Columnistas

Cirugía legislativa a la salud
Autor: Eugenio Prieto
16 de Junio de 2013


Múltiples son los diagnósticos como múltiples las alternativas curativas que se proponen para sacar de cuidados intensivos y salvar de la muerte el sistema de salud colombiano.

Múltiples son los diagnósticos como múltiples las alternativas curativas que se proponen para sacar de cuidados intensivos y salvar de la muerte el sistema de salud colombiano. Diferentes son los intereses de cada actor del “sistema” como diferentes sus propuestas. Es paradójico, pero este es tal vez el mayor trastorno del sistema de salud. La incapacidad de los actores de proponer, modificar y ajustar colectivamente. No existe una propuesta concertada incluyente, cuyo propósito colectivo, único y fundamental, sea garantizar el derecho a la salud y la atención oportuna con calidad para todos.   


Por ello, aunque respetamos los objetivos y propósitos de las iniciativas legislativas que hacen tránsito en el Congreso de la República, no compartimos integralmente las propuestas, por considerar que no responden a esa necesaria construcción colectiva ni resuelven los problemas estructurales de la salud en Colombia. 


En nuestra opinión, además de los disimiles intereses, de la desarticulación y falta de concertación de los diferentes actores; los grandes problemas y la pérdida de legitimidad del sistema, se deben a la ausencia de rectoría, de regulación y control por parte del Estado; a los abusos y corrupción; a la debilidad de los sistemas de información -fundamentalmente los contables-, cuyos diferentes planes “únicos” de cuentas, no permiten ni siquiera conciliar las cuentas por pagar y por cobrar entre los actores y el propio sistema. 


De estos y otros asuntos críticos, no se ocupan los proyectos de ley que hacen trámite en el Congreso. Por ejemplo, no establecen herramientas que permitan conocer cuál es el costo real de la salud. No se puede pensar que este tema se resuelve con un flujo de caja para pagar atenciones ya suministradas. No es tan simple. Debemos tener suficiente claridad sobre el costo de lo que ya se facturó, lo que no se ha facturado pero ya se autorizó, o el costo de lo que sin haberse autorizado ocurrirá y el sistema lo cubrirá. ¿O el sistema terminara financiado por los mismos actores, más que por los recursos destinados a su financiamiento? ¿Qué bolsillo aguantará? 


Si no existen condiciones de habilitación financiera precisas, no se puede garantizar la perdurabilidad de los actores del sistema, ni su sostenibilidad y continuidad. La falta de un régimen de reservas, una reglamentación de la forma en la que estas deben invertirse, un patrimonio mínimo, son aspectos que el sistema actual no exige a sus actores y los proyectos de ley en trasmite no corrigen. En un modelo  financieramente responsable, este régimen de reservas y reglamentación de patrimonio, debería ser la base de su operación y desarrollo. 

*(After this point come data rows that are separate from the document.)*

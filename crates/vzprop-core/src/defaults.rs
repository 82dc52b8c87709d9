//! Stock property definitions
//!
//! Registers the properties every metering frontend knows about: labels,
//! display style, and the channel parameters used for aggregation.

use crate::definition::{PropertyDefinition, PropertyType};
use crate::prelude::*;
use crate::registry::PropertyRegistry;
use crate::value::PropertyValue;

/// Register all default properties
pub fn register_default_properties(registry: &mut PropertyRegistry) -> ClResult<()> {
	// Labels
	registry.register(
		PropertyDefinition::builder("title", PropertyType::String)
			.min(1.0)
			.max(255.0)
			.translation("de", "Titel")
			.translation("en", "Title")
			.build()?,
	)?;

	for (name, de, en) in [
		("description", "Beschreibung", "Description"),
		("details", "Details", "Details"),
		("address", "Adresse", "Address"),
	] {
		registry.register(
			PropertyDefinition::builder(name, PropertyType::Text)
				.max(2048.0)
				.translation("de", de)
				.translation("en", en)
				.build()?,
		)?;
	}

	registry.register(
		PropertyDefinition::builder("owner", PropertyType::String)
			.max(255.0)
			.translation("de", "Besitzer")
			.translation("en", "Owner")
			.build()?,
	)?;

	// Display
	registry.register(
		PropertyDefinition::builder("color", PropertyType::String)
			.pattern("^#[0-9a-fA-F]{6}$")
			.translation("de", "Farbe")
			.translation("en", "Color")
			.build()?,
	)?;

	registry.register(
		PropertyDefinition::builder("style", PropertyType::Multiple)
			.options(["lines", "points", "steps"])
			.translation("de", "Stil")
			.translation("en", "Style")
			.build()?,
	)?;

	registry.register(
		PropertyDefinition::builder("fillstyle", PropertyType::Multiple)
			.options(["solid", "none"])
			.translation("en", "Fill style")
			.build()?,
	)?;

	// Axis is either picked automatically or pinned to one of the two axes
	registry.register(
		PropertyDefinition::builder("yaxis", PropertyType::Multiple)
			.options([PropertyValue::from("auto"), PropertyValue::Int(1), PropertyValue::Int(2)])
			.translation("de", "Y-Achse")
			.translation("en", "Y axis")
			.build()?,
	)?;

	// Channel parameters
	registry.register(
		PropertyDefinition::builder("resolution", PropertyType::Float)
			.min(1.0)
			.translation("de", "Auflösung")
			.translation("en", "Resolution")
			.build()?,
	)?;

	registry.register(
		PropertyDefinition::builder("cost", PropertyType::Float)
			.translation("de", "Kosten")
			.translation("en", "Cost")
			.build()?,
	)?;

	registry.register(
		PropertyDefinition::builder("tolerance", PropertyType::Float)
			.min(0.0)
			.translation("de", "Toleranz")
			.translation("en", "Tolerance")
			.build()?,
	)?;

	registry.register(
		PropertyDefinition::builder("gap", PropertyType::Integer)
			.min(0.0)
			.translation("de", "Lücke")
			.translation("en", "Gap")
			.build()?,
	)?;

	// Flags
	for (name, de, en) in
		[("public", "Öffentlich", "Public"), ("active", "Aktiv", "Active"), ("local", "Lokal", "Local")]
	{
		registry.register(
			PropertyDefinition::builder(name, PropertyType::Boolean)
				.translation("de", de)
				.translation("en", en)
				.build()?,
		)?;
	}

	Ok(())
}

#[cfg(test)]
mod tests {
	use super::*;
	use crate::property::Property;
	use vzprop_types::types::EntityId;

	#[test]
	fn test_defaults_register() {
		let mut registry = PropertyRegistry::new();
		register_default_properties(&mut registry).unwrap();
		assert_eq!(registry.len(), 16);

		// Registering twice collides
		assert!(register_default_properties(&mut registry).is_err());
	}

	#[test]
	fn test_default_rules() {
		let mut registry = PropertyRegistry::new();
		register_default_properties(&mut registry).unwrap();
		let registry = registry.freeze();
		let channel = EntityId(3);

		let ok = [
			Property::new(channel, "title", "Heat pump"),
			Property::new(channel, "color", "#aa0044"),
			Property::new(channel, "style", "steps"),
			Property::new(channel, "yaxis", "auto"),
			Property::new(channel, "yaxis", "2"),
			Property::new(channel, "resolution", "2000"),
			Property::new(channel, "cost", "0.000245"),
			Property::new(channel, "public", "1"),
		];
		for property in &ok {
			assert!(property.validate(&registry).is_ok(), "{} should be valid", property.name());
		}

		let bad = [
			Property::new(channel, "title", ""),
			Property::new(channel, "color", "blue"),
			Property::new(channel, "style", "bars"),
			Property::new(channel, "resolution", "0"),
			Property::new(channel, "gap", "-1"),
			Property::new(channel, "active", "sometimes"),
		];
		for property in &bad {
			assert!(property.validate(&registry).is_err(), "{} should be invalid", property.name());
		}
	}
}

// vim: ts=4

El remedio propuesto puede ser peor que la enfermedad. La ineficiencia y falta de oportunidad en el flujo de los recursos es un problema que tampoco resuelven las iniciativas legislativas. “Salud mía”, la monumental “caja” que se crea, de $45 billones anuales, no está integrada a un modelo sistémico de información contable por partida doble; el sistema de cuenta única, con mayor fragmentación de los procesos y la aparición de más actores y más etapas para el pago ¿garantizara eficiencia  y agilidad y la no complejidad del sistema? Creo que no. 


Es hora de sensatez y razonabilidad política, de reconocer lo positivo del sistema de salud actual, que con vacíos, abusos, corrupción y múltiples problemas por corregir, ha madurado a lo largo de este ciclo de casi 20 años. En lugar de reinventar la terminología para revolcar el sistema, deberíamos corregir y ajustar los problemas y rescatar los aspectos positivos que han funcionado, para replicarlos en la mejora, estabilización y madurez del sistema de salud en beneficio de todos los colombianos. 


Con profundo respeto, desde mi opinión, con la cirugía que se está realizando al sistema de salud con los proyectos de ley en trámite, se perderán muchos de los aspectos positivos del actual sistema y no se solucionarán sus graves problemas. Sin pretender ser ave de mal agüero, unido a la falta de concertación de los actores, la ruta actual, nos podría estar llevando al colapso del sistema, que puede ser acelerado con eutanasia legislativa.